The Code Problem

The issue on my mind is whether digital humanists ought to code. This topic comes up all the time and represents what appears to be an incredibly vexing issue among rising digital humanists who want to join the club, especially women, who can see right away that most coders are male and behave like they are members of some kind of boys club, in spite of their chummy invitations to join. Most recently Miriam Posner blogged about her problems with the Thou Shalt Code commandment that seems to pervade DH today. I won’t reproduce her arguments, with which I am sympathetic, except to say that I think the issue goes beyond gender and race–white males feel this anxiety too; they just don’t have the added burden of a culture that tells them this particular shortcoming is the fault of their essential nature.

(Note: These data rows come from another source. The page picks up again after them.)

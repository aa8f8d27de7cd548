//! Names made visible by `import` clauses.
//!
//! Imports name host types, so every provider here goes through the
//! [`TypeLookup`](crate::hir::TypeLookup). An import whose target does not
//! resolve contributes nothing.

use std::ops::ControlFlow;

use rustc_hash::FxHashSet;
use smol_str::SmolStr;

use super::DeclarationProvider;
use crate::hir::error::ScopeResult;
use crate::hir::resolve::{ResolveCtx, SymbolVisitor};
use crate::hir::symbols::{Origin, SourceLocation, Symbol, SymbolKind};
use crate::hir::types::{MethodInfo, TypeDescriptor};
use crate::syntax::ImportKind;

fn method_symbol(owner: &TypeDescriptor, method: &MethodInfo, origin: Origin) -> Symbol {
    let mut symbol = Symbol::new(
        method.name.clone(),
        SymbolKind::Function,
        origin,
        SourceLocation::host(&owner.qualified_name, Some(&method.name)),
    )
    .with_container(owner.qualified_name.clone());
    symbol.declared_type = method.return_type.clone();
    symbol
}

/// `import static a.B.member;` and `import static a.B.*;`
#[derive(Clone, Copy, Debug, Default)]
pub struct ImportedStaticProvider;

impl DeclarationProvider for ImportedStaticProvider {
    fn origin(&self) -> Origin {
        Origin::ImportedStatic
    }

    fn contribute(
        &self,
        ctx: &ResolveCtx<'_>,
        visitor: &mut dyn SymbolVisitor,
    ) -> ScopeResult<ControlFlow<()>> {
        // (container, member, kind): the first import naming a member wins
        let mut seen: FxHashSet<(SmolStr, SmolStr, SymbolKind)> = FxHashSet::default();

        for import in ctx.file().imports_of(ImportKind::Static) {
            let Some((container, member)) = import.container_and_member() else {
                continue;
            };
            let Some(owner) = ctx.find_type(container) else {
                tracing::trace!("[SCOPE] static import container '{}' does not resolve", container);
                continue;
            };

            let wildcard = member == "*";
            let fields = owner
                .fields
                .iter()
                .filter(|f| f.is_static && (wildcard || f.name == member));
            for field in fields {
                let key = (
                    owner.qualified_name.clone(),
                    field.name.clone(),
                    SymbolKind::Variable,
                );
                if !seen.insert(key) {
                    continue;
                }
                let symbol = Symbol::new(
                    field.name.clone(),
                    SymbolKind::Variable,
                    Origin::ImportedStatic,
                    SourceLocation::host(&owner.qualified_name, Some(&field.name)),
                )
                .with_type(field.ty.clone())
                .with_container(owner.qualified_name.clone());
                emit!(ctx, visitor, symbol);
            }

            let methods = owner
                .methods
                .iter()
                .filter(|m| m.is_static && (wildcard || m.name == member));
            for method in methods {
                let key = (
                    owner.qualified_name.clone(),
                    method.name.clone(),
                    SymbolKind::Function,
                );
                if !seen.insert(key) {
                    continue;
                }
                emit!(ctx, visitor, method_symbol(&owner, method, Origin::ImportedStatic));
            }
        }
        Ok(ControlFlow::Continue(()))
    }
}

/// `import function a.B.method;` brings every overload of `method`.
#[derive(Clone, Copy, Debug, Default)]
pub struct ImportedFunctionProvider;

impl DeclarationProvider for ImportedFunctionProvider {
    fn origin(&self) -> Origin {
        Origin::ImportedFunction
    }

    fn contribute(
        &self,
        ctx: &ResolveCtx<'_>,
        visitor: &mut dyn SymbolVisitor,
    ) -> ScopeResult<ControlFlow<()>> {
        for import in ctx.file().imports_of(ImportKind::Function) {
            let Some((container, member)) = import.container_and_member() else {
                continue;
            };
            if !ctx.wants(member) {
                continue;
            }
            let Some(owner) = ctx.find_type(container) else {
                tracing::trace!(
                    "[SCOPE] function import container '{}' does not resolve",
                    container
                );
                continue;
            };
            for method in owner.methods_named(member) {
                emit!(ctx, visitor, method_symbol(&owner, method, Origin::ImportedFunction));
            }
        }
        Ok(ControlFlow::Continue(()))
    }
}

/// `import a.b.Type;`
#[derive(Clone, Copy, Debug, Default)]
pub struct ImportedClassProvider;

impl DeclarationProvider for ImportedClassProvider {
    fn origin(&self) -> Origin {
        Origin::ImportedClass
    }

    fn contribute(
        &self,
        ctx: &ResolveCtx<'_>,
        visitor: &mut dyn SymbolVisitor,
    ) -> ScopeResult<ControlFlow<()>> {
        for import in ctx.file().imports_of(ImportKind::Class) {
            if !ctx.wants(import.simple_name()) {
                continue;
            }
            let Some(descriptor) = ctx.find_type(import.path()) else {
                tracing::trace!("[SCOPE] class import '{}' does not resolve", import.target);
                continue;
            };
            let symbol = Symbol::new(
                descriptor.simple_name(),
                SymbolKind::Type,
                Origin::ImportedClass,
                SourceLocation::host(&descriptor.qualified_name, None),
            )
            .with_type(descriptor.as_type_ref());
            emit!(ctx, visitor, symbol);
        }
        Ok(ControlFlow::Continue(()))
    }
}

/// `import a.b.*;`, the file's own package and the implicit packages.
///
/// Each package contributes itself and every type it contains.
#[derive(Clone, Copy, Debug, Default)]
pub struct ImportedPackageProvider;

impl DeclarationProvider for ImportedPackageProvider {
    fn origin(&self) -> Origin {
        Origin::ImportedPackage
    }

    fn contribute(
        &self,
        ctx: &ResolveCtx<'_>,
        visitor: &mut dyn SymbolVisitor,
    ) -> ScopeResult<ControlFlow<()>> {
        let file = ctx.file();
        let mut packages: Vec<&str> = Vec::new();
        let candidates = file
            .imports_of(ImportKind::Package)
            .map(|import| import.path())
            .chain(file.package.as_deref())
            .chain(ctx.config.implicit_packages.iter().map(|p| p.as_str()));
        for package in candidates {
            if !package.is_empty() && !packages.contains(&package) {
                packages.push(package);
            }
        }

        for package in packages {
            ctx.check_cancelled()?;
            let Some(types) = ctx.types.package_types(package, ctx.config.search_scope) else {
                tracing::trace!("[SCOPE] package '{}' is unknown", package);
                continue;
            };
            emit!(
                ctx,
                visitor,
                Symbol::new(
                    package,
                    SymbolKind::Package,
                    Origin::ImportedPackage,
                    SourceLocation::Package(package.into()),
                )
            );
            for descriptor in types {
                let symbol = Symbol::new(
                    descriptor.simple_name(),
                    SymbolKind::Type,
                    Origin::ImportedPackage,
                    SourceLocation::host(&descriptor.qualified_name, None),
                )
                .with_type(descriptor.as_type_ref())
                .with_container(package);
                emit!(ctx, visitor, symbol);
            }
        }
        Ok(ControlFlow::Continue(()))
    }
}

So they can blow it off and not feel too bad about it. Which is of course consistent with Miriam’s point (and of the XKCD cartoon she embeds). But I want to get at another issue beyond the background radiation of implicit bias. I want to get at the rationale for coding in DH in the first place, which is I think the real cause of most of this anxiety. Because implied by the exhortation to code are a bunch of unspecified assumptions about code, its nature, why it is important, and why you should learn it. Some of these assumptions are just wrong-headed and, as we are seeing, divisive.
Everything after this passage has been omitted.